L’indipendenza economica è un altro punto cruciale: “Se non siamo indipendenti economicamente non avremo più la possibilità di opporre qualsiasi resistenza e neppure di scappare”. Occhio dunque al conto corrente, alle deleghe e ai prelievi di denaro non concordati. Se poi lui ci spiega che ne avevamo parlato ma non ce ne ricordiamo, il campanello di allarme deve squillare a tutto volume.

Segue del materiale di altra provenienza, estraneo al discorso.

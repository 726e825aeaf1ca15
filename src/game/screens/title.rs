//! Title screen.
//!
//! The first gamepad to release `START` or `A` becomes player 1 and the
//! game moves on to character selection. `SELECT` quits.

use std::cell::Cell;
use std::rc::Rc;

use bevy_ecs::prelude::*;
use log::{info, warn};

use crate::engine::render::{CANVAS_HEIGHT, CANVAS_WIDTH, Color, DrawCommand, Rect, RenderTarget};
use crate::engine::screen::Screen;
use crate::events::audio::AudioCmd;
use crate::events::gamepad::GamepadButton;
use crate::events::{GAMEPAD_EVENT, GameEvent};
use crate::game::CHARACTER_SELECT;
use crate::resources::assets::Assets;
use crate::resources::audio::play;
use crate::resources::eventbus::{add_event_listener, queue_event};
use crate::resources::screenstate::QuitRequested;
use crate::resources::session::Session;

pub const TITLE_MUSIC: &str = "resources/music/title.ogg";
const FONT: &str = "resources/fonts/Underdog-Regular.ttf";

#[derive(Default)]
pub struct TitleScreen {
    leaving: Rc<Cell<bool>>,
    blink: f32,
}

impl TitleScreen {
    pub fn new() -> Self {
        Self::default()
    }
}

impl Screen for TitleScreen {
    fn init(&mut self, world: &mut World) {
        self.leaving.set(false);
        self.blink = 0.0;
        if let Err(e) = world.resource_mut::<Assets>().get_font(FONT) {
            warn!("{}", e);
        }
        play(world, AudioCmd::PlayMusic { id: TITLE_MUSIC.into(), looped: true });

        let leaving = Rc::clone(&self.leaving);
        add_event_listener(world, GAMEPAD_EVENT, move |event, world| {
            let GameEvent::Gamepad(e) = event else {
                return;
            };
            if !e.is_released() || leaving.get() {
                return;
            }
            if e.button == GamepadButton::Select {
                world.insert_resource(QuitRequested);
                return;
            }
            if !e.is_confirm() {
                return;
            }
            leaving.set(true);
            {
                let mut session = world.resource_mut::<Session>();
                session.reset_roster();
                session.player_map.insert(e.index, 1);
            }
            info!("gamepad {} joined as player 1", e.index);
            play(world, AudioCmd::StopMusic { id: TITLE_MUSIC.into() });
            queue_event(world, GameEvent::change_screen(CHARACTER_SELECT));
        });
    }

    fn update(&mut self, dt: f32, _world: &mut World) {
        self.blink = (self.blink + dt) % 1.0;
    }

    fn draw(&self, _world: &World, target: &mut dyn RenderTarget) {
        target.draw(DrawCommand::Rect {
            rect: Rect::new(0.0, 0.0, CANVAS_WIDTH, CANVAS_HEIGHT),
            color: Color::BACKDROP,
        });
        target.draw(DrawCommand::Text {
            text: "HOUSE HAUNTERS".into(),
            pos: [CANVAS_WIDTH / 2.0 - 150.0, 140.0],
            size: 40,
            color: Color::WHITE,
        });
        if self.blink < 0.5 {
            target.draw(DrawCommand::Text {
                text: "PRESS START".into(),
                pos: [CANVAS_WIDTH / 2.0 - 60.0, 320.0],
                size: 20,
                color: Color::GRAY,
            });
        }
    }
}
//! Screens of the game.
//!
//! - [`title`] – waits for the first player to press START
//! - [`character`] – players join and pick their characters
//! - [`gameplay`] – the hunt: rooms, clues, phases and the villain
//! - [`gameend`] – outcome, then back to the title
pub mod character;
pub mod gameend;
pub mod gameplay;
pub mod title;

Un altro punto cruciale, spiega Sofia, è “non accettare umiliazioni, di nessun tipo: dal ‘sei brutta’, o ‘sei proprio ingrassata’, o ‘non capisci niente, lascia fare a me’: sono un modo per metterci sotto, per uccidere la stima e il rispetto che abbiamo di noi stesse”. E siccome l’unione fa la forza, “non accettiamo di lasciarci separare dai nostri amici e familiari. Un lui violento ci vorrebbe sole, dipendenti da lui e indifese. Sta a noi non permetterglielo”. Alla fine, la soluzione è una sola: “Scappare senza esitazioni, anche lasciandosi alle spalle i figli se non possiamo portarli con noi; ci sarà tempo per tornare indietro, passata la prima emergenza, e riprenderli”. L’aiuto più vicino è quello offerto dai centri violenza: ce ne sono moltissimi sul territorio e in ogni caso c’è sempre il numero nazionale antiviolenza e antistalking, 1522, promosso dalla Presidenza del Consiglio dei ministri.
In conclusione, Sofia ha ancora un messaggio: nonostante tutto quello che le è capitato, non ha smesso di credere nell’amore. “Amo l’amore”, dice “e credo che, se si tratta di amore sano, è davvero un valore aggiunto alla vita. Attenzione però: quando si ama qualcuno non si diventa la sua metà, o la sua mezza mela: ognuno rimane pieno e intero. L’amore è semmai un accompagnamento alla vita in cui ciascuno resta sé e continua ad amare se stesso, insieme all’altro”.